Safety and tolerability
Tadalafil is considered to be safe and typically well tolerated when taken for the treatment of PAH. The most common adverse event (AE) associated with tadalafil use is headache.21 Approximately 15%, 32%, and 42% of patients during the PHIRST-1 study experienced headache while taking placebo, tadalafil 20 mg, and tadalafil 40 mg, respectively. These values dropped to 14% and 16% during the 52-week PHIRST-2 extension study for tadalafil 20 mg and tadalafil 40 mg, respectively. Other AEs, including myalgias and flushing, were reported at a lesser frequency than headache and were typically mild-to-moderate in intensity. Discontinuation rates during the PHIRST-1 study were ~16% and were similar in all treatment groups. Discontinuation rates after 52 weeks of therapy remained similar to those seen during the PHIRST-1 study.33,36 Furthermore, discontinuation rates in elderly patients did not appear to differ from those observed in younger patients.48 When tadalafil was used as an alternative after transitioning from sildenafil, tolerability of tadalafil was reported in the majority of patients.24,34,35,37–39 Additionally, one study reported that about half of the patients who had experienced intolerable AEs while taking sildenafil were able to tolerate and successfully transition to tadalafil.39 Although data are limited, incidence of AEs appears to be similar in pediatric population.34
Studies evaluating tadalafil safety when used in combination with other PAH treatment options did not report a significantly increased incidence of AEs for tadalafil combination use with bosentan, ambrisentan, and inhaled iloprost. Discontinuation rates also remained similar to those rates observed in patients on tadalafil monotherapy.40,41,56 In addition to mild-to-moderate AEs, rare but serious AEs associated with tadalafil may occur, including vision loss, hearing loss, and priapism.21
Tadalafil is a convenient and generally well tolerated once-a-day PDE-5 inhibitor for treating patients with PAH. There is strong evidence that tadalafil at doses of 40 mg daily improves exercise capacity for sustained periods of time when used as monotherapy with WHO group 1 PAH patients with WHO functional class II or III symptoms. Tadalafil may also be beneficial at improving cardiopulmonary hemodynamics, QoL, and time to clinical worsening.

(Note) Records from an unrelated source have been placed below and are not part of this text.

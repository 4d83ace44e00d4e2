pub mod atomic;
pub mod backup;
pub mod meta;

pub use atomic::{atomic_write, fsync_parent_dir, open_dir_nofollow};
pub use backup::{BackupStore, FsBackupStore};
pub use meta::{content_key, sha256_hex, sha256_hex_of};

Data from uncontrolled studies indicate that tadalafil may be a suitable alternative to sildenafil for patients desiring decreased pill burden. While the role for tadalafil in combination therapy appears promising, evidence-based recommendations for tadalafil use in combination therapy are currently difficult given the lack of evidence from large controlled trials.
The authors report no conflicts of interest in this work.